Paternity leave if you’re self-employed

Agency workers, zero hours contract workers, casuals, freelancers and contractors don’t qualify for paternity leave (Gov.uk 2019; Working Families 2019a).

However you may still qualify for Statutory Paternity Pay if you want to take some time off to look after your baby (Gov.uk 2019; Working Families 2019a).

If you’re not entitled to paternity leave, you might be able to take some unpaid time off for dependants after your baby is born.

If you can’t take paternity leave or time off for dependants, or you need more paid time off, you could ask your employer for annual leave. Unpaid parental leave can also be taken by eligible employees when a child is born (Working Families 2019a).

Can I get paternity pay?

You are entitled to Statutory Paternity Pay (SPP) if you:

  • Have worked continuously for your employer for 26 weeks by the end of the 15th week before your baby is due.
  • Are still employed by the same employer once your baby is born.
  • Earn at least £116 a week during an eight-week calculation period (eight weeks before the 15th week before your baby is due).

(Gov.uk 2019; Working Families 2019a)

Paternity pay calculator: how much could I get?

SPP is paid at the same flat rate as Statutory Maternity Pay (£145.18 or 90% of your average earnings if lower). But paternity leave only lasts for one or two weeks (Gov.uk 2019; Working Families 2019a).

Agency workers, zero hours contract workers, casuals and freelancers and contractors who are paid through PAYE and have tax and National Insurance deducted at source are entitled to SPP if they meet the qualifying conditions above (Gov.uk 2019; Working Families 2019a).

Self-employed dads and partners are not entitled to paternity leave and SPP (unless they pay themselves via PAYE and pay Class 1 National Insurance) (Gov.uk 2019; Working Families 2019a).

Find out how much paternity pay you are entitled to using the Government’s online calculator.

Paternity leave form

You have to give your employer notice of the date you want to take paternity leave by the 15th week before your baby is due.

When you ask for paternity leave, you should provide the following information:

  • Your name.
  • The date your baby is due/date of the birth.
  • The date when you would like your paternity leave (and pay) to start.
  • Whether you are taking one or two weeks’ paternity leave.
  • That you are entitled to paternity leave.
  • That you are taking leave to support the mother or care for your child.

(Gov.uk 2019; Working Families 2019a)

You can use your employer’s own forms or form SC3, available on Gov.uk.

You now also have the right to take Shared Parental Leave with your partner, if you want more time with your baby - and if you and your partner meet the qualifying conditions (Gov.uk 2019; Working Families 2019a).

This page was last reviewed in September 2017.

Further information

Our support line offers practical and emotional support with feeding your baby and general enquiries for parents, members and volunteers: 0300 330 0700.

ACAS advice on employment rights 0300 123 1100

Equality and Human Rights Commission Toolkit for Employers

Equality Advisory Support Service advice on discrimination and human rights 0808 800 0082

Gov.uk information Details on paternity rights in the workplace can be found on Directgov.

HM Revenue & Customs Helpline for employers on statutory pay: 0300 200 3200, employees 0300 200 3500

Call the Maternity Action helpline on 0845 600 8533 for information on maternity rights.

Working Families helpline: 0300 012 0312 or email: advice@workingfamilies.org.uk.

Acas (Advisory, Conciliation and Arbitration Service). (2019) Paternity leave and pay.

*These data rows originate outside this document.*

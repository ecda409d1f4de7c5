//! Buffer representation - the document text with its file metadata
//!
//! Positions are byte offsets into the text and always sit on character
//! boundaries. The free functions below answer line questions about any
//! text slice, so language engines can use them on narrowed text too.

use std::io;
use std::ops::Range;
use std::path::{Path, PathBuf};

use unicode_width::UnicodeWidthChar;

/// A buffer containing text and metadata
#[derive(Debug, Default)]
pub struct Buffer {
    text: String,
    /// Buffer name (e.g., "App.svelte", "*scratch*")
    name: String,
    /// Associated file path (None for unnamed buffers)
    filename: Option<PathBuf>,
    /// Whether buffer has unsaved changes
    modified: bool,
}

impl Buffer {
    /// Create a new empty buffer with the given name
    pub fn new(name: impl Into<String>) -> Self {
        Self {
            name: name.into(),
            ..Self::default()
        }
    }

    /// Create a named buffer holding `text`
    pub fn from_text(name: impl Into<String>, text: &str) -> Self {
        Self {
            text: text.to_string(),
            name: name.into(),
            ..Self::default()
        }
    }

    /// Create a buffer from file contents
    pub fn from_file(path: &Path) -> io::Result<Self> {
        let text = std::fs::read_to_string(path)?;
        let name = path
            .file_name()
            .map(|s| s.to_string_lossy().into_owned())
            .unwrap_or_else(|| "unnamed".to_string());

        Ok(Self {
            text,
            name,
            filename: Some(path.to_path_buf()),
            modified: false,
        })
    }

    /// Get buffer name
    pub fn name(&self) -> &str {
        &self.name
    }

    /// Get filename if set
    pub fn filename(&self) -> Option<&Path> {
        self.filename.as_deref()
    }

    /// Check if buffer is modified
    pub fn is_modified(&self) -> bool {
        self.modified
    }

    pub fn text(&self) -> &str {
        &self.text
    }

    pub fn len(&self) -> usize {
        self.text.len()
    }

    pub fn is_empty(&self) -> bool {
        self.text.is_empty()
    }

    /// Insert text at a byte position
    pub fn insert_str(&mut self, pos: usize, s: &str) {
        self.text.insert_str(pos, s);
        self.modified = true;
    }

    /// Delete a byte range, returns the deleted text
    pub fn delete_range(&mut self, range: Range<usize>) -> String {
        let deleted: String = self.text.drain(range).collect();
        if !deleted.is_empty() {
            self.modified = true;
        }
        deleted
    }

    /// Write buffer to its file
    pub fn save(&mut self) -> io::Result<()> {
        let Some(path) = self.filename.clone() else {
            return Err(io::Error::new(io::ErrorKind::NotFound, "No filename set"));
        };
        self.write_to(&path)?;
        self.modified = false;
        Ok(())
    }

    /// Write buffer to specific path
    pub fn write_to(&self, path: &Path) -> io::Result<()> {
        std::fs::write(path, &self.text)
    }
}

/// Start of the line containing `pos`
pub fn line_start(text: &str, pos: usize) -> usize {
    let pos = pos.min(text.len());
    text.as_bytes()[..pos]
        .iter()
        .rposition(|&b| b == b'\n')
        .map_or(0, |i| i + 1)
}

/// End of the line containing `pos`, excluding the newline
pub fn line_end(text: &str, pos: usize) -> usize {
    let pos = pos.min(text.len());
    text.as_bytes()[pos..]
        .iter()
        .position(|&b| b == b'\n')
        .map_or(text.len(), |i| pos + i)
}

/// First line boundary at or after `pos`
///
/// Returns `pos` itself when it already starts a line, otherwise the start
/// of the next line (or the end of the text).
pub fn whole_line_end(text: &str, pos: usize) -> usize {
    let pos = pos.min(text.len());
    if pos == 0 || text.as_bytes()[pos - 1] == b'\n' {
        return pos;
    }
    match text.as_bytes()[pos..].iter().position(|&b| b == b'\n') {
        Some(i) => pos + i + 1,
        None => text.len(),
    }
}

/// Position of the first non-blank character on the line starting at `line_start`
pub fn first_nonblank(text: &str, line_start: usize) -> usize {
    let end = line_end(text, line_start);
    text[line_start..end]
        .find(|c: char| c != ' ' && c != '\t')
        .map_or(end, |i| line_start + i)
}

/// Text of the line starting at `line_start`, without its newline
pub fn line_text(text: &str, line_start: usize) -> &str {
    &text[line_start..line_end(text, line_start)]
}

/// Check if a line holds only whitespace
pub fn is_blank_line(text: &str, line_start: usize) -> bool {
    line_text(text, line_start).trim().is_empty()
}

/// Start of the closest non-blank line before the one at `line_start`
pub fn previous_nonblank_line(text: &str, line_start: usize) -> Option<usize> {
    let mut start = line_start;
    while start > 0 {
        start = self::line_start(text, start - 1);
        if !is_blank_line(text, start) {
            return Some(start);
        }
    }
    None
}

/// Display column of `pos`, expanding tabs to `tab_width` stops
pub fn column_at(text: &str, pos: usize, tab_width: usize) -> usize {
    let start = line_start(text, pos);
    let tab_width = tab_width.max(1);
    text[start..pos.min(text.len())].chars().fold(0, |col, ch| {
        if ch == '\t' {
            (col / tab_width + 1) * tab_width
        } else {
            col + UnicodeWidthChar::width(ch).unwrap_or(0)
        }
    })
}

/// Current indentation of the line starting at `line_start`, in columns
pub fn indentation(text: &str, line_start: usize, tab_width: usize) -> usize {
    column_at(text, first_nonblank(text, line_start), tab_width)
}

/// Starts of every line intersecting `range`
pub fn line_starts(text: &str, range: Range<usize>) -> Vec<usize> {
    let mut starts = vec![line_start(text, range.start)];
    let end = range.end.min(text.len());
    for (i, b) in text.as_bytes()[range.start.min(end)..end].iter().enumerate() {
        if *b == b'\n' && range.start + i + 1 < end {
            starts.push(range.start + i + 1);
        }
    }
    starts
}
//! Built-in grammars
//!
//! This module provides fontification grammars for the host markup
//! language and the languages embedded in it.

mod javascript;
mod css;
mod markup;

pub use css::{css_grammar, scss_grammar};
pub use javascript::{javascript_grammar, typescript_grammar};
pub use markup::markup_grammar;
pub(crate) use markup::alternation;
//! Backend registry
//!
//! Holds the table of known embedded languages. Each backend is loaded the
//! first time a region needs it, its variables are classified once, and
//! the result is shared by every document using the registry.

use std::fmt;
use std::sync::Arc;

use once_cell::sync::{Lazy, OnceCell};
use tracing::{debug, warn};

use crate::error::{ModeError, Result};
use crate::host;
use crate::locals::{classify, Bindings, Capture};

use super::{
    css_engine, javascript_engine, scss_engine, typescript_engine, BackendId, Keymap, LanguageEngine,
};

/// Static description of an embedded language
#[derive(Clone)]
pub struct BackendSpec {
    /// Display name, also used to look backends up
    pub name: &'static str,
    /// Pattern matching the block element that opens a region
    pub open_pattern: &'static str,
    /// Literal text ending the region
    pub closing_delimiter: &'static str,
    /// Variables never captured from this backend
    pub excluded_locals: &'static [&'static str],
    pub load: fn() -> Result<Box<dyn LanguageEngine>>,
}

impl fmt::Debug for BackendSpec {
    fn fmt(&self, f: &mut fmt::Formatter<'_>) -> fmt::Result {
        f.debug_struct("BackendSpec")
            .field("name", &self.name)
            .field("closing_delimiter", &self.closing_delimiter)
            .finish()
    }
}

/// Built-in languages, in opener priority order
///
/// TypeScript and SCSS come before the generic `<script>`/`<style>` rules
/// so a `lang` attribute wins when both match at the same place.
pub fn builtin_specs() -> Vec<BackendSpec> {
    vec![
        BackendSpec {
            name: "TypeScript",
            open_pattern: r#"(?i)<script\b[^>]*\blang\s*=\s*["']?(?:ts|typescript)\b[^>]*>"#,
            closing_delimiter: "</script>",
            excluded_locals: &["completion-at-point-functions"],
            load: typescript_engine,
        },
        BackendSpec {
            name: "JavaScript",
            open_pattern: r"(?i)<script\b[^>]*>",
            closing_delimiter: "</script>",
            excluded_locals: &[],
            load: javascript_engine,
        },
        BackendSpec {
            name: "SCSS",
            open_pattern: r#"(?i)<style\b[^>]*\blang\s*=\s*["']?(?:scss|postcss)\b[^>]*>"#,
            closing_delimiter: "</style>",
            excluded_locals: &[],
            load: scss_engine,
        },
        BackendSpec {
            name: "CSS",
            open_pattern: r"(?i)<style\b[^>]*>",
            closing_delimiter: "</style>",
            excluded_locals: &[],
            load: css_engine,
        },
    ]
}

/// A loaded backend with its captured variables
pub struct Backend {
    id: BackendId,
    name: &'static str,
    closing_delimiter: &'static str,
    engine: Box<dyn LanguageEngine>,
    crucial: Bindings,
    cosmetic: Bindings,
}

impl fmt::Debug for Backend {
    fn fmt(&self, f: &mut fmt::Formatter<'_>) -> fmt::Result {
        f.debug_struct("Backend")
            .field("id", &self.id)
            .field("name", &self.name)
            .field("crucial", &self.crucial.len())
            .field("cosmetic", &self.cosmetic.len())
            .finish()
    }
}

impl Backend {
    pub fn id(&self) -> BackendId {
        self.id
    }

    pub fn name(&self) -> &'static str {
        self.name
    }

    pub fn closing_delimiter(&self) -> &'static str {
        self.closing_delimiter
    }

    pub fn engine(&self) -> &dyn LanguageEngine {
        self.engine.as_ref()
    }

    pub fn keymap(&self) -> &Keymap {
        self.engine.keymap()
    }

    /// Variables swapped in whenever the cursor enters this backend's regions
    pub fn crucial(&self) -> &Bindings {
        &self.crucial
    }

    /// Variables installed only around indentation and fontification
    pub fn cosmetic(&self) -> &Bindings {
        &self.cosmetic
    }

    /// `base` with both captured sets installed on top
    pub fn scoped(&self, base: &Bindings) -> Bindings {
        base.overlaid(&self.crucial).overlaid(&self.cosmetic)
    }
}

/// Load a backend and capture its variables
///
/// Every variable the engine declares is classified by name. Crucial
/// variables the host defines but the engine leaves alone are captured
/// with the host's value, so switching between any two backends touches
/// the same set of names.
pub fn register_backend(id: BackendId, host: &Bindings, spec: &BackendSpec) -> Result<Backend> {
    let engine =
        (spec.load)().map_err(|e| ModeError::BackendUnavailable(format!("{}: {}", spec.name, e)))?;

    let mut crucial = Bindings::new();
    let mut cosmetic = Bindings::new();
    for (name, value) in engine.locals() {
        if spec.excluded_locals.contains(&name) {
            continue;
        }
        match classify(name) {
            Some(Capture::Crucial) => crucial.set(name, value),
            Some(Capture::Cosmetic) => cosmetic.set(name, value),
            None => {}
        }
    }

    for (name, value) in host.iter() {
        if classify(name) == Some(Capture::Crucial)
            && !crucial.contains(name)
            && !spec.excluded_locals.contains(&name)
        {
            crucial.set(name, value.clone());
        }
    }

    debug!(
        backend = spec.name,
        crucial = crucial.len(),
        cosmetic = cosmetic.len(),
        "registered backend"
    );

    Ok(Backend {
        id,
        name: spec.name,
        closing_delimiter: spec.closing_delimiter,
        engine,
        crucial,
        cosmetic,
    })
}

/// Table of embedded languages with lazily loaded backends
pub struct Registry {
    specs: Vec<BackendSpec>,
    host: Bindings,
    slots: Vec<OnceCell<Option<Arc<Backend>>>>,
}

impl fmt::Debug for Registry {
    fn fmt(&self, f: &mut fmt::Formatter<'_>) -> fmt::Result {
        f.debug_list().entries(self.specs.iter().map(|s| s.name)).finish()
    }
}

static SHARED: Lazy<Arc<Registry>> =
    Lazy::new(|| Arc::new(Registry::with_specs(builtin_specs(), host::base_locals())));

impl Registry {
    /// Build a registry from an explicit table
    ///
    /// `host` holds the host variables used to fill in crucial names a
    /// backend does not set itself.
    pub fn with_specs(specs: Vec<BackendSpec>, host: Bindings) -> Self {
        let slots = specs.iter().map(|_| OnceCell::new()).collect();
        Self { specs, host, slots }
    }

    /// The process-wide registry of built-in languages
    pub fn shared() -> Arc<Registry> {
        Arc::clone(&SHARED)
    }

    /// Specs in priority order
    pub fn specs(&self) -> impl Iterator<Item = (BackendId, &BackendSpec)> {
        self.specs.iter().enumerate().map(|(i, spec)| (BackendId(i), spec))
    }

    pub fn spec(&self, id: BackendId) -> Option<&BackendSpec> {
        self.specs.get(id.0)
    }

    /// Find a backend by display name (case-insensitive)
    pub fn id_of(&self, name: &str) -> Option<BackendId> {
        self.specs
            .iter()
            .position(|spec| spec.name.eq_ignore_ascii_case(name))
            .map(BackendId)
    }

    pub fn name(&self, id: BackendId) -> &'static str {
        self.spec(id).map_or("unknown", |spec| spec.name)
    }

    /// The loaded backend for `id`, loading it on first use
    ///
    /// Returns `None` when the backend failed to load; the failure is
    /// logged once and remembered.
    pub fn backend(&self, id: BackendId) -> Option<Arc<Backend>> {
        let spec = self.specs.get(id.0)?;
        let slot = self.slots.get(id.0)?;
        slot.get_or_init(|| match register_backend(id, &self.host, spec) {
            Ok(backend) => Some(Arc::new(backend)),
            Err(e) => {
                warn!(backend = spec.name, error = %e, "backend unavailable, regions stay host text");
                None
            }
        })
        .clone()
    }
}

#[cfg(test)]
mod tests {
    use super::*;
    use crate::locals::Value;

    fn failing() -> Result<Box<dyn LanguageEngine>> {
        Err(ModeError::Message("not installed".into()))
    }

    #[test]
    fn test_builtin_order() {
        let registry = Registry::shared();
        let names: Vec<_> = registry.specs().map(|(_, s)| s.name).collect();
        assert_eq!(names, ["TypeScript", "JavaScript", "SCSS", "CSS"]);
        assert_eq!(registry.id_of("css"), Some(BackendId(3)));
    }

    #[test]
    fn test_capture_classifies_locals() {
        let host = host::base_locals();
        let spec = &builtin_specs()[1];
        let backend = register_backend(BackendId(1), &host, spec).unwrap();

        assert_eq!(backend.crucial().get_str("comment-start"), "// ");
        assert_eq!(backend.crucial().get("major-mode"), Some(&Value::Symbol("js-mode")));
        assert!(backend.cosmetic().contains("font-lock-defaults"));
        assert!(backend.cosmetic().contains("indent-line-function"));
        // Unclassified names are dropped
        assert!(!backend.crucial().contains("syntax-propertize-function"));
        assert!(!backend.cosmetic().contains("js-indent-level"));
    }

    #[test]
    fn test_excluded_locals_are_not_captured() {
        let host = host::base_locals();
        let spec = &builtin_specs()[0];
        let backend = register_backend(BackendId(0), &host, spec).unwrap();
        assert!(!backend.crucial().contains("completion-at-point-functions"));
    }

    #[test]
    fn test_host_fills_missing_crucial_names() {
        let host = host::base_locals();
        let css = register_backend(BackendId(3), &host, &builtin_specs()[3]).unwrap();
        // CSS never sets a sexp function; the host's value is captured instead
        assert_eq!(
            css.crucial().get("forward-sexp-function"),
            host.get("forward-sexp-function")
        );
    }

    #[test]
    fn test_every_backend_captures_the_same_crucial_names() {
        let registry = Registry::shared();
        let mut sets = registry
            .specs()
            .filter_map(|(id, spec)| {
                let backend = registry.backend(id)?;
                let mut names: Vec<String> = backend
                    .crucial()
                    .names()
                    .filter(|n| !spec.excluded_locals.contains(n))
                    .map(String::from)
                    .collect();
                names.retain(|n| registry.specs().all(|(_, s)| !s.excluded_locals.contains(&n.as_str())));
                Some(names)
            })
            .collect::<Vec<_>>();
        let first = sets.pop().unwrap();
        assert!(sets.iter().all(|s| *s == first));
    }

    #[test]
    fn test_failed_load_is_unavailable() {
        let mut specs = builtin_specs();
        specs[1].load = failing;
        let registry = Registry::with_specs(specs, host::base_locals());
        assert!(registry.backend(BackendId(1)).is_none());
        // Remembered, not retried
        assert!(registry.backend(BackendId(1)).is_none());
        assert!(registry.backend(BackendId(3)).is_some());
    }
}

Available from: http://www.acas.org.uk/index.aspx? [Accessed 1st February 2019]

Gov.uk. (2019) Paternity pay and leave. Available from: https://www.gov.uk/paternity-pay-leave [Accessed 1st February 2019]

Working Families. (2019a) Paternity. Available from: https://www.workingfamilies.org.uk/article-categories/paternity-2/ [Acc… 1st February 2019]

Working Families. (2019b) Time off work when your partner is pregnant. Available from: https://www.workingfamilies.org.uk/articles/time-off-work-when-your-par… 1st February 2019]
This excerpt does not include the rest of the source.